→ **TASK REQUIREMENTS**
Nothing but the lines from the start of the entries through the line containing "与已接收的原始 K 线一一对应。" should appear in the answer, each given exactly.

======

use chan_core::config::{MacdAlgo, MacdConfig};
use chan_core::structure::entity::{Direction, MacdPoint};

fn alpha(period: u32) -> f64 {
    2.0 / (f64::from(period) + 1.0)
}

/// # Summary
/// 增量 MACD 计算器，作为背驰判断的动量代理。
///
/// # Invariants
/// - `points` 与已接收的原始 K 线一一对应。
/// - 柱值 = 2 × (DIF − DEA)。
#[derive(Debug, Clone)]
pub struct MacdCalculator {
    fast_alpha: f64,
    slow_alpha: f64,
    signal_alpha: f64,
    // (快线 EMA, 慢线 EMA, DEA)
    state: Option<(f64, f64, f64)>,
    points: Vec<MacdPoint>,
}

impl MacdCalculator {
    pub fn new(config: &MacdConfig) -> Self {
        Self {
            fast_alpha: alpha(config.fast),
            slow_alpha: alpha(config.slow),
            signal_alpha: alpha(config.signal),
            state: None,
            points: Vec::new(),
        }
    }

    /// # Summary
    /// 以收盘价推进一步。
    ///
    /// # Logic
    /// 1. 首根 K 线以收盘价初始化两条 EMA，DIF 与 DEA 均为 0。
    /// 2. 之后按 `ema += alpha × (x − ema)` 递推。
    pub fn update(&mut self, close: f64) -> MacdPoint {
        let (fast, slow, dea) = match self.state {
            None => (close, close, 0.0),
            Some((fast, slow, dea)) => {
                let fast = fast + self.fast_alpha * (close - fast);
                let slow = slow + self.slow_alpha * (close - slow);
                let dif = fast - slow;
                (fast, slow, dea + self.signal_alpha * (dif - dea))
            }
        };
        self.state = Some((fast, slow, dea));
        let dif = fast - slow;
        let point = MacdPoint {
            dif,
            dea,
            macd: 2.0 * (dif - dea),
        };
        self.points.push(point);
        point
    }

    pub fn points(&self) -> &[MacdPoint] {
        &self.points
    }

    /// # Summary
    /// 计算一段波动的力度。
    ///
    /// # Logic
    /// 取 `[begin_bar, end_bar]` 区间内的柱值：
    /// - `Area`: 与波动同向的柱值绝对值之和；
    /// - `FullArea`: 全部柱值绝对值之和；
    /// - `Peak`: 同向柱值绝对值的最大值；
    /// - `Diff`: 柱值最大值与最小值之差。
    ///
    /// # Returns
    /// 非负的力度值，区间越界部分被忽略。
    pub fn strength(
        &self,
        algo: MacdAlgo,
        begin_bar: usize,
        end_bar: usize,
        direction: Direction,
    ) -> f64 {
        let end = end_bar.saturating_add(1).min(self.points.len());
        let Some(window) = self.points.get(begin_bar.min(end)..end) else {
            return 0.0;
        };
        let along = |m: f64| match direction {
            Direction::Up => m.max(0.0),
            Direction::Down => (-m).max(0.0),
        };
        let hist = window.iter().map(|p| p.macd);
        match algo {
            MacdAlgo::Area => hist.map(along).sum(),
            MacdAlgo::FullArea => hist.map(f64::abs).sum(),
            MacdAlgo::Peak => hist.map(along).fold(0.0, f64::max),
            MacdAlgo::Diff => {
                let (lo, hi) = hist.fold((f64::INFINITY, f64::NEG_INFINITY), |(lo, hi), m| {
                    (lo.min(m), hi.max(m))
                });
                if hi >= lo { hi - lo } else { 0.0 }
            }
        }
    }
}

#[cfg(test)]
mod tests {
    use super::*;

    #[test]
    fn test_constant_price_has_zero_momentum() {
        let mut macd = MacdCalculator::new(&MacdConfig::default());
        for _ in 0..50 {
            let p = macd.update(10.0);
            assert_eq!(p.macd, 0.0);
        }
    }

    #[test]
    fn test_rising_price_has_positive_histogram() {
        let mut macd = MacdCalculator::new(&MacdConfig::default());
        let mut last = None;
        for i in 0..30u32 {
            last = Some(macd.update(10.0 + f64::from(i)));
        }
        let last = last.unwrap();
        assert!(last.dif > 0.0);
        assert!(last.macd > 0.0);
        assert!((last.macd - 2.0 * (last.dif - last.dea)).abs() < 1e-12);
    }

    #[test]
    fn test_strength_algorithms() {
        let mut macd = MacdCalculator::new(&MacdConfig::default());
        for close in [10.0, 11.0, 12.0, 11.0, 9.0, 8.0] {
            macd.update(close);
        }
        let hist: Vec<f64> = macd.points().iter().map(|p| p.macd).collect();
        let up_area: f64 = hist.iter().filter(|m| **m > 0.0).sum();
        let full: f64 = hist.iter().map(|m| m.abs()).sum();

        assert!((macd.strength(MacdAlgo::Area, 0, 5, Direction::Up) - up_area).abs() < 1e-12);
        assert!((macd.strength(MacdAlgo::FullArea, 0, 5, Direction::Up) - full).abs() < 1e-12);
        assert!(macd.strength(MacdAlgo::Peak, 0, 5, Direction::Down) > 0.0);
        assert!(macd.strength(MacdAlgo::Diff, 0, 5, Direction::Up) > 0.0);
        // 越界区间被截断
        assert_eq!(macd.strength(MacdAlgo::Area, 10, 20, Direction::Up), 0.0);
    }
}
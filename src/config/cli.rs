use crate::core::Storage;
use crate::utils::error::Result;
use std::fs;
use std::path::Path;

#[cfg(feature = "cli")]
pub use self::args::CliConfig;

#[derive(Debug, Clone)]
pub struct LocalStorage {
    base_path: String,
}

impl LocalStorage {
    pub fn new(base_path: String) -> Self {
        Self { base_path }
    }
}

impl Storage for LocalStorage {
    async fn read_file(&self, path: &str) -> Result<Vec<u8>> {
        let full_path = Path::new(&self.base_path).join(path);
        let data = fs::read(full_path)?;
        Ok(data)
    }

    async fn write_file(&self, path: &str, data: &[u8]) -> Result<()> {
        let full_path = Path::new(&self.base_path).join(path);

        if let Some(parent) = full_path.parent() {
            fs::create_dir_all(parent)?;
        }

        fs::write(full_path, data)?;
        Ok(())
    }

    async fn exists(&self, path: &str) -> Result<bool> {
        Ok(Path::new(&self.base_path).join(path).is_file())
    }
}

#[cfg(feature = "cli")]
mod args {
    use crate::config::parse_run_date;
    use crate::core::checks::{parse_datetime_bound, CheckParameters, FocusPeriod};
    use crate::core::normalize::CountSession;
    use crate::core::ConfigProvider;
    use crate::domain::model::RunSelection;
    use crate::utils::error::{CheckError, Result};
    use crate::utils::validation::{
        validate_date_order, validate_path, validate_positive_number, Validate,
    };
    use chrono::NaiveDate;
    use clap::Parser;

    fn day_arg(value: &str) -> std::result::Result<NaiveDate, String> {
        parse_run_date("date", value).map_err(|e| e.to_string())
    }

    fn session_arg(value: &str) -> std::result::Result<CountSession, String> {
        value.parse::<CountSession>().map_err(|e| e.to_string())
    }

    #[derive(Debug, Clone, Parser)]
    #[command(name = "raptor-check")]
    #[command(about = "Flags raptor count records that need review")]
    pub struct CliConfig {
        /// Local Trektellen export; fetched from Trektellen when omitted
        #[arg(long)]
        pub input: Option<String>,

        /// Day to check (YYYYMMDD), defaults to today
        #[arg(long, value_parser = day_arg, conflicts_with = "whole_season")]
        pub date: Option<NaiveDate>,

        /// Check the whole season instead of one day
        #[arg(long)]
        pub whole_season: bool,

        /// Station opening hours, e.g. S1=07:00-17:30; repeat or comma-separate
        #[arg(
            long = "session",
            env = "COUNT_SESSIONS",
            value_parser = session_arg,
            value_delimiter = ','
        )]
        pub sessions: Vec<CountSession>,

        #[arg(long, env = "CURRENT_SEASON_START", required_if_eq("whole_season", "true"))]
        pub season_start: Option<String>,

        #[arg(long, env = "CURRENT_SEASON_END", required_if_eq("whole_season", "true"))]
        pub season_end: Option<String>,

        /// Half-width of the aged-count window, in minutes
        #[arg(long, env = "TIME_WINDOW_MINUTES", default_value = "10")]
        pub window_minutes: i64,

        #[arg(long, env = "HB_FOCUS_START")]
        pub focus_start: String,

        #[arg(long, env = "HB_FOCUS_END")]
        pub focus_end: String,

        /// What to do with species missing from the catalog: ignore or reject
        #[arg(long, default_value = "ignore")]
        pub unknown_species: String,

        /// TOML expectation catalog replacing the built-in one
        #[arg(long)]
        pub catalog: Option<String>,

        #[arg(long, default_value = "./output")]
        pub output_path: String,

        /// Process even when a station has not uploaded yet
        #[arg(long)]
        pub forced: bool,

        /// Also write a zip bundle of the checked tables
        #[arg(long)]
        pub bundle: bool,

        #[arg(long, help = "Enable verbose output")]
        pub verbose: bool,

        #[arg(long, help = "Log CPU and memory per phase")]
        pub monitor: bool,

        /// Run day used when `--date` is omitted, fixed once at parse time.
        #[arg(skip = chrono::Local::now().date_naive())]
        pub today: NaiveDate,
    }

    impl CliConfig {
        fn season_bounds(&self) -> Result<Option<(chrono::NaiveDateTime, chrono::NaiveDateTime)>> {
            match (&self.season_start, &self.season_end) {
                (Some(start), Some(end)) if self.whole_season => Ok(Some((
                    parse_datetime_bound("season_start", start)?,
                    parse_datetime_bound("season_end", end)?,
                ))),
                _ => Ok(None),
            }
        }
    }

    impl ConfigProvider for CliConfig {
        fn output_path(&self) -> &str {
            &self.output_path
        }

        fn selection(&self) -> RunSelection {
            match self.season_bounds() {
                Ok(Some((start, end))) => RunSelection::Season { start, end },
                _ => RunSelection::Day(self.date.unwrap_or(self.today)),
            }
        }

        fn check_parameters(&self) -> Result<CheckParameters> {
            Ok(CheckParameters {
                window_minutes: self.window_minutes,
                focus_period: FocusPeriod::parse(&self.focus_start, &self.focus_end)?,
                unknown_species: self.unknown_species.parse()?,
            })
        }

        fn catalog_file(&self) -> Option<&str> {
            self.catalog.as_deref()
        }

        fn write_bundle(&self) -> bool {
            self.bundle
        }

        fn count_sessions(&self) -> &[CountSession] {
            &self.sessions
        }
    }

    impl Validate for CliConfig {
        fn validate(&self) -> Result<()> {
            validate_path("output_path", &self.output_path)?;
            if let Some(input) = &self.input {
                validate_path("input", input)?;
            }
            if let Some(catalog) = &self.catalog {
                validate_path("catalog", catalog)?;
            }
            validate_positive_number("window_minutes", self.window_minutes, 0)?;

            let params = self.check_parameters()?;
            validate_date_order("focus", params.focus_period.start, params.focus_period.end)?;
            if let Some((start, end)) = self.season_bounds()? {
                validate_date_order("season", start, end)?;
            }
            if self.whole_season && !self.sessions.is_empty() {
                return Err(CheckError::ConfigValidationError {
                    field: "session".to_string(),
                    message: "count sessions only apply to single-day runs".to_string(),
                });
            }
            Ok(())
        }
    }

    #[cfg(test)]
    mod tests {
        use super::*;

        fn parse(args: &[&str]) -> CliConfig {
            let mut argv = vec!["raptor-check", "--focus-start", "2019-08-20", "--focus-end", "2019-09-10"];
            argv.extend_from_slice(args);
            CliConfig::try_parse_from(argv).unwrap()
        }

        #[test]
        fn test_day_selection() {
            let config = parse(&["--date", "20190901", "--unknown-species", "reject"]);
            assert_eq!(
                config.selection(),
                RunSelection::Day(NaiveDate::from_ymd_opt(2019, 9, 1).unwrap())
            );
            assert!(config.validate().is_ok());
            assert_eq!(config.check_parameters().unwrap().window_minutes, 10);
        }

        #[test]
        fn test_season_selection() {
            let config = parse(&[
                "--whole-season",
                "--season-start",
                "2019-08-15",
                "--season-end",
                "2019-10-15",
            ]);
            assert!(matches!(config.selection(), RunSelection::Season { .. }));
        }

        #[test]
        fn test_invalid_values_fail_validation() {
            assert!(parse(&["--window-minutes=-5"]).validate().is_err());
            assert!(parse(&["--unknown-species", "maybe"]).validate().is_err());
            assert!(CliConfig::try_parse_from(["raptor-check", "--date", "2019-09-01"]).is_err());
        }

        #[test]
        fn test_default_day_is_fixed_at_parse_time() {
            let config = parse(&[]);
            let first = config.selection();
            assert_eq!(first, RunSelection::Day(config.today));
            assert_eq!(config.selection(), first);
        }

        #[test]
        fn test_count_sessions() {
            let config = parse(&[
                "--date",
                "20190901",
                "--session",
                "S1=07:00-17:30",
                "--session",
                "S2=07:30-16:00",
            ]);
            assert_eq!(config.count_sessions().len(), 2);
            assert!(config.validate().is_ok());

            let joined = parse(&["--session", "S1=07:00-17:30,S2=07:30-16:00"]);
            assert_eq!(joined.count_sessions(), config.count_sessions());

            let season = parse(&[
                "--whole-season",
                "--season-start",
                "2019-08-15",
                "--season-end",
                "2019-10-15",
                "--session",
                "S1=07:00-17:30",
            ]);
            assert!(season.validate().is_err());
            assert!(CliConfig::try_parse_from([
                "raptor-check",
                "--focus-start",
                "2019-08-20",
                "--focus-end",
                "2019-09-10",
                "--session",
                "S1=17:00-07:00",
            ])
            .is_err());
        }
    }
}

======

→ **PROBLEM SOLUTION**
use chan_core::config::{MacdAlgo, MacdConfig};
use chan_core::structure::entity::{Direction, MacdPoint};

fn alpha(period: u32) -> f64 {
    2.0 / (f64::from(period) + 1.0)
}

/// # Summary
/// 增量 MACD 计算器，作为背驰判断的动量代理。
///
/// # Invariants
/// - `points` 与已接收的原始 K 线一一对应。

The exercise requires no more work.